Jeune fille de l'eau (La)

Jeune fille de l'eau (La)
Titre original:Jeune fille de l'eau (La)
Réalisateur:M. Night Shyamalan
Sortie:Cinéma
Durée:110 minutes
Date:23 août 2006
Note:
Cleveland Heep, le gardien d'une résidence à Philadelphie, a remarqué des activités étranges la nuit, autour de la piscine commune. L'enquête qu'il mène parmi les habitants pour leur rappeler l'interdiction de se baigner après sept heures ne donne rien. Le soir suivant, il surveille de plus près la piscine et il fait alors la connaissance de Story, une jeune fille farouche, qui est venue là pour accomplir une mission aussi incroyable qu'essentielle.

Critique de Tootpadu

Coup de publicité réussi pour la Warner, qui s'est assuré les services de Zeus pour inonder tout Neuilly dans une averse orageuse violente juste avant la projection de cette oeuvre aquatique. Mais ce coup de tonnerre n'est rien en comparaison avec l'éclat provoqué par un film étrange et atypique, un rêve éveillé fascinant que l'on n'attendait plus du manipulateur répétitif M. Night Shyamalan !
Le ton est donné dès le début, même si le préambule à travers des dessins minimalistes n'est peut-être pas la meilleure façon de rentrer dans le monde fantastique du conte. Car le réalisateur tente, encore plus que dans ses films précédents qui comportaient déjà des accents appuyés d'un monde éloigné de la réalité, de s'approprier corps et âme un univers fait de légendes et de forces surhumaines. Cependant, ce mouvement d'aspiration vers une immersion totale s'accompagne d'un abandon tout aussi entier à une histoire curieuse, aux partis pris peu conventionnels. M. Night Shyamalan croit entièrement en son film, aussi abstrait et bizarre soit-il, et il y fait preuve d'une audace inouïe quand il plonge dans les eaux incertaines de la naïveté assumée. Car, cette Jeune fille de l'eau est un film sur la foi comme nous n'en avons pas vu beaucoup avant lui. Mais là encore, cette approche de la croyance est brisée, interrogée, voire raillée, constamment, comme pour mieux souligner sa futilité.
En effet, les points d'interrogation ne manquent pas au sein d'un récit qui devrait pourtant nous rallier à une cause abstraite. L'exploit du film est par conséquent de dresser un univers clos fascinant, plus près de l'humanité d'un Frank Capra et du côté fantastique d'un Peter Jackson que de la pose plate qui paralysait les films précédents du réalisateur, et de le miner sans relâche à travers une contradiction magistrale.
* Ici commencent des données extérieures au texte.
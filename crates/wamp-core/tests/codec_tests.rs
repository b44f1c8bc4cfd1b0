//! Codec tests for WAMP core

use serde_json::{json, Value};
use wamp_core::{
    codec, CallErrorMessage, CallMessage, CallResultMessage, EventMessage, Message,
    PublishMessage, WelcomeMessage, PROTOCOL_VERSION,
};

fn as_json(msg: &Message) -> Value {
    let encoded = codec::encode(msg).expect("encode failed");
    serde_json::from_slice(&encoded).expect("encoded frame is not json")
}

#[test]
fn test_encode_welcome() {
    let msg = Message::Welcome(WelcomeMessage {
        session_id: "sess-123".to_string(),
        protocol_version: PROTOCOL_VERSION,
        server_ident: "test/1.0".to_string(),
    });

    assert_eq!(as_json(&msg), json!([0, "sess-123", 1, "test/1.0"]));
}

#[test]
fn test_decode_call_with_args() {
    let decoded = codec::decode(br#"[2, "7DK6TdN4wLiUJgNM", "http://example.com/api#add", 23, 99]"#)
        .expect("decode failed");

    match decoded {
        Message::Call(call) => {
            assert_eq!(call.call_id, "7DK6TdN4wLiUJgNM");
            assert_eq!(call.proc_uri, "http://example.com/api#add");
            assert_eq!(call.args, vec![json!(23), json!(99)]);
        }
        _ => panic!("Expected Call message"),
    }
}

#[test]
fn test_decode_call_without_args() {
    let decoded = codec::decode(br#"[2, "1", "calc:now"]"#).expect("decode failed");
    match decoded {
        Message::Call(CallMessage { args, .. }) => assert!(args.is_empty()),
        _ => panic!("Expected Call message"),
    }
}

#[test]
fn test_encode_call_result_echoes_id() {
    let msg = Message::CallResult(CallResultMessage {
        call_id: "CcDnuI2bl2oLGBzO".to_string(),
        result: json!({"sum": 122}),
    });

    assert_eq!(as_json(&msg), json!([3, "CcDnuI2bl2oLGBzO", {"sum": 122}]));
}

#[test]
fn test_encode_call_error_always_has_details() {
    let msg = Message::CallError(CallErrorMessage::new(
        "gwbN3EDtFv6JvNV5",
        "http://autobahn.tavendo.com/error#generic",
        "math domain error",
        None,
    ));

    assert_eq!(
        as_json(&msg),
        json!([
            4,
            "gwbN3EDtFv6JvNV5",
            "http://autobahn.tavendo.com/error#generic",
            "math domain error",
            {}
        ])
    );
}

#[test]
fn test_decode_call_error_without_details() {
    let decoded = codec::decode(br#"[4, "1", "http://example.com/e", ""]"#).expect("decode failed");
    match decoded {
        Message::CallError(err) => {
            assert_eq!(err.error_desc, "");
            assert_eq!(err.error_details, json!({}));
        }
        _ => panic!("Expected CallError message"),
    }
}

#[test]
fn test_encode_event() {
    let msg = Message::Event(EventMessage {
        topic: "http://example.com/simple".to_string(),
        event: json!("Hello, I am a simple event."),
    });

    assert_eq!(
        as_json(&msg),
        json!([8, "http://example.com/simple", "Hello, I am a simple event."])
    );
}

#[test]
fn test_publish_encoding_picks_shortest_form() {
    let plain = Message::Publish(PublishMessage {
        topic: "t".into(),
        event: json!("e"),
        ..Default::default()
    });
    assert_eq!(as_json(&plain), json!([7, "t", "e"]));

    let exclude_me = Message::Publish(PublishMessage {
        topic: "t".into(),
        event: json!("e"),
        exclude_me: true,
        ..Default::default()
    });
    assert_eq!(as_json(&exclude_me), json!([7, "t", "e", true]));

    let filtered = Message::Publish(PublishMessage {
        topic: "t".into(),
        event: json!("e"),
        exclude: vec!["a".into()],
        eligible: vec![],
        ..Default::default()
    });
    assert_eq!(as_json(&filtered), json!([7, "t", "e", ["a"], []]));
}

#[test]
fn test_decode_publish_rejects_non_string_sessions() {
    let result = codec::decode(br#"[7, "t", "e", [1, 2], []]"#);
    assert!(result.is_err());
}

#[test]
fn test_uri_accessor() {
    let decoded = codec::decode(br#"[6, "http://example.com/t"]"#).unwrap();
    assert_eq!(decoded.uri(), Some("http://example.com/t"));
    assert_eq!(decoded.message_type().name(), "UNSUBSCRIBE");
}
//! Topic registry
//!
//! Maps topic URIs to the sessions subscribed to them. Topics are exact-match,
//! case-sensitive strings; CURIE expansion happens before they get here.

use dashmap::DashMap;
use std::collections::HashSet;
use tracing::debug;
use wamp_core::SessionId;

/// Per-publish visibility filter built from a PUBLISH's exclude/eligible lists.
///
/// An empty eligible list admits every subscriber. Exclusion always wins,
/// so the result is `subscribers ∩ eligible ∖ exclude` regardless of the
/// order the two restrictions are applied.
#[derive(Debug, Clone, Default)]
pub struct PublishFilter {
    exclude: HashSet<SessionId>,
    eligible: Option<HashSet<SessionId>>,
}

impl PublishFilter {
    /// Filter admitting every subscriber
    pub fn all() -> Self {
        Self::default()
    }

    pub fn new<E, L>(exclude: E, eligible: L) -> Self
    where
        E: IntoIterator<Item = SessionId>,
        L: IntoIterator<Item = SessionId>,
    {
        let eligible: HashSet<SessionId> = eligible.into_iter().collect();
        Self {
            exclude: exclude.into_iter().collect(),
            eligible: if eligible.is_empty() {
                None
            } else {
                Some(eligible)
            },
        }
    }

    /// Add a session to the exclude set
    pub fn exclude(mut self, session: impl Into<SessionId>) -> Self {
        self.exclude.insert(session.into());
        self
    }

    /// Check whether a subscriber may receive the event
    pub fn admits(&self, session: &str) -> bool {
        if self.exclude.contains(session) {
            return false;
        }
        match &self.eligible {
            Some(eligible) => eligible.contains(session),
            None => true,
        }
    }
}

/// Manages all topic subscriptions
pub struct TopicRegistry {
    /// Subscribers by topic URI
    topics: DashMap<String, HashSet<SessionId>>,
    /// Topics by session, for disconnect cleanup
    by_session: DashMap<SessionId, HashSet<String>>,
}

impl TopicRegistry {
    pub fn new() -> Self {
        Self {
            topics: DashMap::new(),
            by_session: DashMap::new(),
        }
    }

    /// Add a subscription. Returns false if it already existed.
    pub fn subscribe(&self, topic: &str, session: &SessionId) -> bool {
        let added = self
            .topics
            .entry(topic.to_string())
            .or_default()
            .insert(session.clone());

        self.by_session
            .entry(session.clone())
            .or_default()
            .insert(topic.to_string());

        if added {
            debug!("Session {} subscribed to {}", session, topic);
        }
        added
    }

    /// Remove a subscription. Removing an absent subscription is a no-op.
    pub fn unsubscribe(&self, topic: &str, session: &SessionId) -> bool {
        let removed = self
            .topics
            .get_mut(topic)
            .map(|mut subscribers| subscribers.remove(session))
            .unwrap_or(false);

        // Empty topics are dropped; publishing to them stays a no-op
        self.topics.remove_if(topic, |_, subscribers| subscribers.is_empty());

        if let Some(mut topics) = self.by_session.get_mut(session) {
            topics.remove(topic);
        }
        self.by_session
            .remove_if(session, |_, topics| topics.is_empty());

        if removed {
            debug!("Session {} unsubscribed from {}", session, topic);
        }
        removed
    }

    /// Resolve the recipients of a publish.
    ///
    /// The subscriber set is read under the topic's shard lock, so a
    /// concurrent subscribe or unsubscribe is seen entirely or not at all.
    /// Delivery is left to the caller.
    pub fn publish(&self, topic: &str, filter: &PublishFilter) -> Vec<SessionId> {
        self.topics
            .get(topic)
            .map(|subscribers| {
                subscribers
                    .iter()
                    .filter(|session| filter.admits(session))
                    .cloned()
                    .collect()
            })
            .unwrap_or_default()
    }

    /// Remove every subscription held by a session.
    /// Returns the number of topics it was removed from.
    pub fn remove_connection(&self, session: &SessionId) -> usize {
        let Some((_, topics)) = self.by_session.remove(session) else {
            return 0;
        };

        let mut removed = 0;
        for topic in &topics {
            if let Some(mut subscribers) = self.topics.get_mut(topic) {
                if subscribers.remove(session) {
                    removed += 1;
                }
            }
            self.topics.remove_if(topic, |_, subscribers| subscribers.is_empty());
        }
        removed
    }

    /// Current subscribers of a topic
    pub fn subscribers(&self, topic: &str) -> Vec<SessionId> {
        self.publish(topic, &PublishFilter::all())
    }

    /// Topics a session is subscribed to
    pub fn topics_for(&self, session: &SessionId) -> Vec<String> {
        self.by_session
            .get(session)
            .map(|topics| topics.iter().cloned().collect())
            .unwrap_or_default()
    }

    pub fn is_subscribed(&self, topic: &str, session: &SessionId) -> bool {
        self.topics
            .get(topic)
            .map(|subscribers| subscribers.contains(session))
            .unwrap_or(false)
    }

    /// Number of topics with at least one subscriber
    pub fn topic_count(&self) -> usize {
        self.topics.len()
    }

    /// Total (session, topic) pairs
    pub fn subscription_count(&self) -> usize {
        self.topics.iter().map(|entry| entry.value().len()).sum()
    }

    pub fn is_empty(&self) -> bool {
        self.topics.is_empty()
    }
}

impl Default for TopicRegistry {
    fn default() -> Self {
        Self::new()
    }
}

#[cfg(test)]
mod tests {
    use super::*;

    fn sid(s: &str) -> SessionId {
        s.to_string()
    }

    fn sorted(mut v: Vec<SessionId>) -> Vec<SessionId> {
        v.sort();
        v
    }

    #[test]
    fn test_subscribe_idempotent() {
        let registry = TopicRegistry::new();
        assert!(registry.subscribe("t", &sid("c1")));
        assert!(!registry.subscribe("t", &sid("c1")));
        assert_eq!(registry.subscribers("t"), vec![sid("c1")]);
        assert_eq!(registry.subscription_count(), 1);
    }

    #[test]
    fn test_topics_are_case_sensitive() {
        let registry = TopicRegistry::new();
        registry.subscribe("http://example.com/Topic", &sid("c1"));
        assert!(registry.subscribers("http://example.com/topic").is_empty());
    }

    #[test]
    fn test_unsubscribe_absent_is_noop() {
        let registry = TopicRegistry::new();
        assert!(!registry.unsubscribe("nothing", &sid("c1")));
        registry.subscribe("t", &sid("c1"));
        assert!(!registry.unsubscribe("t", &sid("c2")));
        assert_eq!(registry.subscribers("t"), vec![sid("c1")]);
    }

    #[test]
    fn test_empty_topic_dropped() {
        let registry = TopicRegistry::new();
        registry.subscribe("t", &sid("c1"));
        assert!(registry.unsubscribe("t", &sid("c1")));
        assert_eq!(registry.topic_count(), 0);
        assert!(registry.publish("t", &PublishFilter::all()).is_empty());
    }

    #[test]
    fn test_filter_combinations() {
        let registry = TopicRegistry::new();
        registry.subscribe("t", &sid("c1"));
        registry.subscribe("t", &sid("c2"));

        let all = registry.publish("t", &PublishFilter::all());
        assert_eq!(sorted(all), vec![sid("c1"), sid("c2")]);

        let excluded = registry.publish("t", &PublishFilter::new(vec![sid("c1")], vec![]));
        assert_eq!(excluded, vec![sid("c2")]);

        let eligible = registry.publish("t", &PublishFilter::new(vec![], vec![sid("c2")]));
        assert_eq!(eligible, vec![sid("c2")]);

        let both = registry.publish(
            "t",
            &PublishFilter::new(vec![sid("c1")], vec![sid("c1"), sid("c2")]),
        );
        assert_eq!(both, vec![sid("c2")]);

        let nobody = registry.publish("t", &PublishFilter::new(vec![sid("c2")], vec![sid("c2")]));
        assert!(nobody.is_empty());
    }

    #[test]
    fn test_unknown_session_in_filter_matches_nothing() {
        let registry = TopicRegistry::new();
        registry.subscribe("t", &sid("c1"));
        let recipients = registry.publish("t", &PublishFilter::new(vec![], vec![sid("ghost")]));
        assert!(recipients.is_empty());
    }

    #[test]
    fn test_remove_connection() {
        let registry = TopicRegistry::new();
        registry.subscribe("a", &sid("c1"));
        registry.subscribe("b", &sid("c1"));
        registry.subscribe("b", &sid("c2"));

        assert_eq!(registry.remove_connection(&sid("c1")), 2);
        assert_eq!(registry.remove_connection(&sid("c1")), 0);
        assert!(registry.subscribers("a").is_empty());
        assert_eq!(registry.subscribers("b"), vec![sid("c2")]);
        assert!(registry.topics_for(&sid("c1")).is_empty());
        assert_eq!(registry.topic_count(), 1);
    }
}
//! Router error types

use thiserror::Error;

use wamp_core::{CallId, SessionId};

pub type Result<T> = std::result::Result<T, RouterError>;

#[derive(Error, Debug)]
pub enum RouterError {
    /// A CALL reused an id that is still awaiting its result
    #[error("duplicate call id: {0}")]
    DuplicateCallId(CallId),

    /// A CALLRESULT/CALLERROR matched no pending call
    #[error("unknown call id: {0}")]
    UnknownCallId(CallId),

    #[error("session not found: {0}")]
    SessionNotFound(SessionId),

    #[error("invalid message: {0}")]
    InvalidMessage(String),

    #[error("configuration error: {0}")]
    Config(String),

    #[error("transport error: {0}")]
    Transport(#[from] wamp_transport::TransportError),

    #[error("core protocol error: {0}")]
    Core(#[from] wamp_core::Error),

    #[error("I/O error: {0}")]
    Io(#[from] std::io::Error),
}

impl RouterError {
    /// Errors that only affect a single message, never the connection
    pub fn is_recoverable(&self) -> bool {
        matches!(
            self,
            RouterError::DuplicateCallId(_)
                | RouterError::UnknownCallId(_)
                | RouterError::InvalidMessage(_)
                | RouterError::Core(_)
        )
    }
}
//! WAMP Router Server
//!
//! A standalone WAMP v1 router that accepts WebSocket connections and routes
//! pub/sub events between clients.

use anyhow::{Context, Result};
use clap::Parser;
use serde::Deserialize;
use std::net::SocketAddr;
use std::path::{Path, PathBuf};
use std::time::Duration;
use tracing_subscriber::EnvFilter;
use wamp_router::{Router, RouterConfig};

#[derive(Parser)]
#[command(name = "wamp-router")]
#[command(about = "WAMP v1 Router Server")]
#[command(version)]
struct Cli {
    /// Listen address
    #[arg(short, long)]
    listen: Option<SocketAddr>,

    /// Server identification sent in WELCOME
    #[arg(short, long)]
    name: Option<String>,

    /// Config file path (TOML)
    #[arg(short, long)]
    config: Option<PathBuf>,

    /// Enable verbose logging
    #[arg(short, long)]
    verbose: bool,
}

/// On-disk configuration; every field is optional
#[derive(Debug, Default, Deserialize)]
#[serde(default, deny_unknown_fields)]
struct FileConfig {
    listen: Option<SocketAddr>,
    server_ident: Option<String>,
    max_sessions: Option<usize>,
    /// Seconds; 0 disables call timeouts
    call_timeout_secs: Option<u64>,
    send_queue_capacity: Option<usize>,
    max_message_size: Option<usize>,
    handshake_timeout_secs: Option<u64>,
}

impl FileConfig {
    fn load(path: &Path) -> Result<Self> {
        let text = std::fs::read_to_string(path)
            .with_context(|| format!("reading config file {}", path.display()))?;
        toml::from_str(&text).with_context(|| format!("parsing config file {}", path.display()))
    }
}

fn default_listen() -> SocketAddr {
    SocketAddr::from(([0, 0, 0, 0], wamp_core::DEFAULT_WS_PORT))
}

/// Merge file settings over defaults, then CLI flags over both
fn build_config(cli: &Cli, file: FileConfig) -> (SocketAddr, RouterConfig) {
    let mut config = RouterConfig::default();

    if let Some(ident) = file.server_ident {
        config.server_ident = ident;
    }
    if let Some(max) = file.max_sessions {
        config.max_sessions = max;
    }
    if let Some(secs) = file.call_timeout_secs {
        config.call_timeout = (secs > 0).then(|| Duration::from_secs(secs));
    }
    if let Some(capacity) = file.send_queue_capacity {
        config.send_queue_capacity = capacity;
    }
    if let Some(size) = file.max_message_size {
        config.max_message_size = size;
    }
    if let Some(secs) = file.handshake_timeout_secs {
        config.handshake_timeout = Duration::from_secs(secs);
    }
    if let Some(name) = &cli.name {
        config.server_ident = name.clone();
    }

    let listen = cli.listen.or(file.listen).unwrap_or_else(default_listen);
    (listen, config)
}

#[tokio::main]
async fn main() -> Result<()> {
    let cli = Cli::parse();

    // Setup logging
    let filter = if cli.verbose {
        EnvFilter::new("debug")
    } else {
        EnvFilter::try_from_default_env().unwrap_or_else(|_| EnvFilter::new("info"))
    };
    tracing_subscriber::fmt().with_env_filter(filter).init();

    let file = match &cli.config {
        Some(path) => FileConfig::load(path)?,
        None => FileConfig::default(),
    };
    let (listen, config) = build_config(&cli, file);
    config.validate()?;

    tracing::info!("Starting WAMP Router ({})", config.server_ident);
    tracing::info!("Listening on: {}", listen);

    let router = Router::new(config);

    let listen_addr = listen.to_string();
    tokio::select! {
        result = router.serve_websocket(&listen_addr) => result?,
        _ = tokio::signal::ctrl_c() => {
            tracing::info!("Shutting down");
            router.stop();
        }
    }

    Ok(())
}

#[cfg(test)]
mod tests {
    use super::*;

    fn cli(args: &[&str]) -> Cli {
        Cli::parse_from(std::iter::once("wamp-router").chain(args.iter().copied()))
    }

    #[test]
    fn test_defaults() {
        let (listen, config) = build_config(&cli(&[]), FileConfig::default());
        assert_eq!(listen, default_listen());
        assert_eq!(config.server_ident, wamp_core::SERVER_IDENT);
    }

    #[test]
    fn test_cli_overrides_file() {
        let file: FileConfig = toml::from_str(
            r#"
            listen = "127.0.0.1:9000"
            server_ident = "from-file"
            max_sessions = 5
            call_timeout_secs = 0
            handshake_timeout_secs = 3
            "#,
        )
        .unwrap();

        let (listen, config) = build_config(&cli(&["--name", "from-cli"]), file);
        assert_eq!(listen, "127.0.0.1:9000".parse::<SocketAddr>().unwrap());
        assert_eq!(config.server_ident, "from-cli");
        assert_eq!(config.max_sessions, 5);
        assert!(config.call_timeout.is_none());
        assert_eq!(config.handshake_timeout, Duration::from_secs(3));
    }

    #[test]
    fn test_unknown_file_keys_rejected() {
        assert!(toml::from_str::<FileConfig>("bogus = 1").is_err());
    }
}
Pourquoi, sinon, sommes-nous touchés par la grâce de certaines séquences, alors que l'on ne peut s'empêcher de rire d'elles en même temps ? Et pourquoi les moments les plus intenses nous inspirent simultanément une distance analytique et réfléchie, une invitation à la réflexion qui ne se trouve plus tellement dans le vocabulaire cinématographique mâché de notre époque ? A notre humble avis, M. Night Shyamalan tente ici le grand écart de l'artiste, l'acrobatie suprême qui ne réussit que très rarement : montrer et démontrer en même temps, construire à la perfection et démolir sans hésitation. Et il est victorieux la plupart du temps dans son expression audacieuse qui privilégie les cadrages obliques et incongrus, mais oh si parlants. Et bien sûr, il se donne lui-même une fois de plus le rôle clef du film, comme pour mieux insister qu'il s'agit bien ici d'une création personnelle pour laquelle il assume toute la responsabilité.
Dans le réseau fascinant de cette histoire onirique sans filet de secours, les détails perfectibles se font rares, à moins que l'on ne considère toute l'entreprise comme un ratage monumental, à la manière du public et des critiques américains qui l'ont littéralement assassinée. Le seul élément peu convaincant, ce sont les bêtes mythologiques qui associent maladroitement des effets mécaniques et numériques pour un résultat presque pitoyable. Heureusement, elles prennent pratiquement une place secondaire dans le grand récit foisonnant autour de l'humanité et du dispositif cinématographique.